A big thank you to the Homer Chamber of Commerce and our community for such a wonderful Winter Carnival Parade last week. Kachemak Bay Recovery Connection is so honored to have been chosen as the Judges’ Sentimental Favorite!

KBRC is a Recovery Community Organization with the emphasis on community. We honor the individuals and families who joined us in the parade carrying signs like “Never Give Up,” “Be The Change,” and “When Individuals Recover, Communities Recover.” The Homer Bucks awarded to us will be used to support those seeking recovery from addiction throughout the Kachemak Bay Area from Ninilchik to Nanwalek.

We are a young organization and look forward to growing. Please join us in building a community that supports recovery. Learn more about us at www.kbayrecovery.org.

Jaclyn Rainwater, president

Willy Dunne, vice president

Kachemak Bay Recovery Connection

Short-term rentals affect neighborhood integrity

I have a concern regarding the proposed short-term rental (STR) ordinance now under review. Our zoning ordinance for our Rural Residential and Urban Residential zones provide for bed and breakfasts only on properties occupied by the operator as the operator’s primary residence. The 2018 comp plan specifies just this.

Up until now, we assumed that the houses next door, across the street or down a block would be occupied by people and families that we think of as our “neighbors.” Neighbors are people and families whom we come to know, with whom we build relationships, who we help out from time to time, and who help us out.

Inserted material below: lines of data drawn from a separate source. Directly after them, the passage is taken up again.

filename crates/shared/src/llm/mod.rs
pub mod contracts;
pub mod gateway;
pub mod observability;
pub mod openai;
pub mod prompts;
pub mod validation;

pub use contracts::{
    ContractError, parse_reply_contract, practice_output_schema, reply_output_schema,
};
pub use gateway::{
    LlmGateway, LlmGatewayError, LlmGatewayFuture, LlmGatewayRequest, LlmGatewayResponse,
    LlmTokenUsage,
};
pub use observability::{LlmTelemetryEvent, generate_with_telemetry, log_telemetry};
pub use openai::{OpenAiGateway, OpenAiGatewayConfig};
pub use prompts::{APOLOGY_REPLY, NO_CONTEXT_NOTICE, build_generation_messages};
pub use validation::{ReplyValidationError, validate_reply_json, validate_reply_value};
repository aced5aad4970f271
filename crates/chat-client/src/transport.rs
use std::future::Future;
use std::pin::Pin;

use serde::Deserialize;
use shared::models::{ChatRequest, KoaReply, Message, MiniPractice};
use thiserror::Error;
use tracing::debug;

pub type ChatTransportFuture<'a> =
    Pin<Box<dyn Future<Output = Result<KoaReply, TransportError>> + Send + 'a>>;

#[derive(Debug, Error)]
pub enum TransportError {
    #[error("chat request could not be sent: {0}")]
    Network(String),
    #[error("chat endpoint returned status {status}")]
    Status { status: u16 },
    #[error("chat endpoint returned an unreadable body: {0}")]
    InvalidBody(String),
}

pub trait ChatTransport: Send + Sync {
    fn send<'a>(&'a self, messages: &'a [Message]) -> ChatTransportFuture<'a>;
}

#[derive(Debug, Clone)]
pub struct HttpChatTransport {
    client: reqwest::Client,
    url: String,
}

impl HttpChatTransport {
    pub fn new(url: impl Into<String>) -> Self {
        Self::with_client(reqwest::Client::new(), url)
    }

    pub fn with_client(client: reqwest::Client, url: impl Into<String>) -> Self {
        Self {
            client,
            url: url.into(),
        }
    }

    pub fn url(&self) -> &str {
        &self.url
    }

    async fn post(&self, messages: &[Message]) -> Result<KoaReply, TransportError> {
        let request = ChatRequest {
            messages: messages.to_vec(),
        };

        let response = self
            .client
            .post(&self.url)
            .json(&request)
            .send()
            .await
            .map_err(|err| TransportError::Network(err.to_string()))?;

        let status = response.status();
        if !status.is_success() {
            return Err(TransportError::Status {
                status: status.as_u16(),
            });
        }

        let body = response
            .text()
            .await
            .map_err(|err| TransportError::Network(err.to_string()))?;
        let payload: ReplyPayload = serde_json::from_str(&body)
            .map_err(|err| TransportError::InvalidBody(err.to_string()))?;
        debug!(
            status = status.as_u16(),
            has_mini_practice = payload.mini_practice.is_some(),
            "chat reply received"
        );

        Ok(KoaReply {
            reply: payload.reply.unwrap_or_default(),
            mini_practice: payload.mini_practice,
        })
    }
}

impl ChatTransport for HttpChatTransport {
    fn send<'a>(&'a self, messages: &'a [Message]) -> ChatTransportFuture<'a> {
        Box::pin(self.post(messages))
    }
}

/// Reply body as read by the client; a missing `reply` is left for the
/// session to replace with its placeholder.
#[derive(Debug, Deserialize)]
#[serde(rename_all = "camelCase")]
struct ReplyPayload {
    #[serde(default)]
    reply: Option<String>,
    #[serde(default)]
    mini_practice: Option<MiniPractice>,
}

#[cfg(test)]
mod tests {
    use axum::http::StatusCode;
    use axum::routing::post;
    use axum::{Json, Router};
    use serde_json::{Value, json};
    use shared::models::{EnergyLevel, Message};
    use tokio::net::TcpListener;
    use tokio::sync::oneshot;

    use super::{ChatTransport, HttpChatTransport, TransportError};

    struct MockServer {
        url: String,
        shutdown: Option<oneshot::Sender<()>>,
        handle: tokio::task::JoinHandle<()>,
    }

    impl MockServer {
        async fn start(app: Router) -> Self {
            let listener = TcpListener::bind("127.0.0.1:0")
                .await
                .expect("listener should bind");
            let addr = listener.local_addr().expect("local addr");
            let (shutdown_tx, shutdown_rx) = oneshot::channel::<()>();
            let handle = tokio::spawn(async move {
                axum::serve(listener, app)
                    .with_graceful_shutdown(async {
                        let _ = shutdown_rx.await;
                    })
                    .await
                    .expect("mock server should run");
            });

            Self {
                url: format!("http://{addr}/api/chat"),
                shutdown: Some(shutdown_tx),
                handle,
            }
        }

        async fn stop(mut self) {
            if let Some(shutdown) = self.shutdown.take() {
                let _ = shutdown.send(());
            }
            let _ = self.handle.await;
        }
    }

    #[tokio::test]
    async fn posts_history_and_decodes_practice() {
        let app = Router::new().route(
            "/api/chat",
            post(|Json(body): Json<Value>| async move {
                assert_eq!(
                    body,
                    json!({ "messages": [{ "role": "user", "content": "so tired" }] })
                );
                Json(json!({
                    "reply": "Let's wake the body up gently.",
                    "miniPractice": {
                        "title": "Desk stretch",
                        "moodTags": ["tired"],
                        "energyLevel": "low",
                        "environment": "at_desk",
                        "duration": "1 minute",
                        "steps": ["Stand up", "Reach overhead"]
                    }
                }))
            }),
        );
        let server = MockServer::start(app).await;
        let transport = HttpChatTransport::new(server.url.clone());

        let reply = transport
            .send(&[Message::user("so tired")])
            .await
            .expect("send should succeed");

        assert_eq!(reply.reply, "Let's wake the body up gently.");
        let practice = reply.mini_practice.expect("practice should decode");
        assert_eq!(practice.energy_level, EnergyLevel::Low);
        assert_eq!(practice.steps.len(), 2);

        server.stop().await;
    }

    #[tokio::test]
    async fn missing_reply_text_decodes_as_empty() {
        let app = Router::new().route("/api/chat", post(|| async { Json(json!({})) }));
        let server = MockServer::start(app).await;
        let transport = HttpChatTransport::new(server.url.clone());

        let reply = transport
            .send(&[Message::user("hi")])
            .await
            .expect("send should succeed");

        assert!(reply.reply.is_empty());
        assert!(reply.mini_practice.is_none());

        server.stop().await;
    }

    #[tokio::test]
    async fn non_success_status_is_an_error_even_with_a_reply_body() {
        let app = Router::new().route(
            "/api/chat",
            post(|| async {
                (
                    StatusCode::INTERNAL_SERVER_ERROR,
                    Json(json!({ "reply": "sorry", "miniPractice": null })),
                )
            }),
        );
        let server = MockServer::start(app).await;
        let transport = HttpChatTransport::new(server.url.clone());

        let err = transport
            .send(&[Message::user("hi")])
            .await
            .expect_err("500 should fail");

        assert!(matches!(err, TransportError::Status { status: 500 }));

        server.stop().await;
    }

    #[tokio::test]
    async fn unreadable_body_is_an_error() {
        let app = Router::new().route("/api/chat", post(|| async { "not json" }));
        let server = MockServer::start(app).await;
        let transport = HttpChatTransport::new(server.url.clone());

        let err = transport
            .send(&[Message::user("hi")])
            .await
            .expect_err("plain text should fail");

        assert!(matches!(err, TransportError::InvalidBody(_)));

        server.stop().await;
    }
}
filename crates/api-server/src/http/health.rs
use axum::Json;
use axum::http::StatusCode;
use axum::response::IntoResponse;
use shared::models::OkResponse;

pub(super) async fn healthz() -> impl IntoResponse {
    (StatusCode::OK, Json(OkResponse { ok: true }))
}
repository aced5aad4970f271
pub mod http;
use schemars::schema_for;
use serde_json::Value;
use thiserror::Error;

use crate::models::{KoaReply, MiniPractice};

#[derive(Debug, Error)]
pub enum ContractError {
    #[error("reply contract payload is invalid: {0}")]
    Deserialize(#[from] serde_json::Error),
    #[error("reply contract has an empty reply text")]
    EmptyReply,
}

pub fn reply_output_schema() -> Value {
    serde_json::to_value(schema_for!(KoaReply)).expect("koa reply schema should be serializable")
}

pub fn practice_output_schema() -> Value {
    serde_json::to_value(schema_for!(MiniPractice))
        .expect("mini practice schema should be serializable")
}

pub fn parse_reply_contract(payload: Value) -> Result<KoaReply, ContractError> {
    let reply: KoaReply = serde_json::from_value(payload)?;
    if reply.reply.trim().is_empty() {
        return Err(ContractError::EmptyReply);
    }
    Ok(reply)
}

The proposed STR ordinance will allow for what was known as “bed and breakfasts” in 2018, when that was the common term, to be allowed in houses that are not in or accessory to the operator’s primary residence. It opens up the gate for people to buy houses in our neighborhoods, not to be our neighbors, but solely for business purposes.

As our community foresaw in adopting the 2018 comprehensive plan and zoning ordinance, a bed and breakfast happening in or accessory to the primary residence of the owner can and has worked pretty well in our neighborhoods. We still have a neighbor there, and their having paying guests is not much different than family and friends visiting overnight. Sitka and other communities are now doing what Homer, via its 2018 comp plan and zoning ordinance, intended to do — they are limiting STRs in residential zones to only those on operators’ premises.

Our well-being as Homer residents, the quality of our environs for raising families, depends heavily upon the bonds we build with our neighbors. When more and more of the houses next door, across the street and down a block are occupied by businesses instead of neighbors, it degrades the integrity of our neighborhoods and thereby the quality of our lives as Homer residents.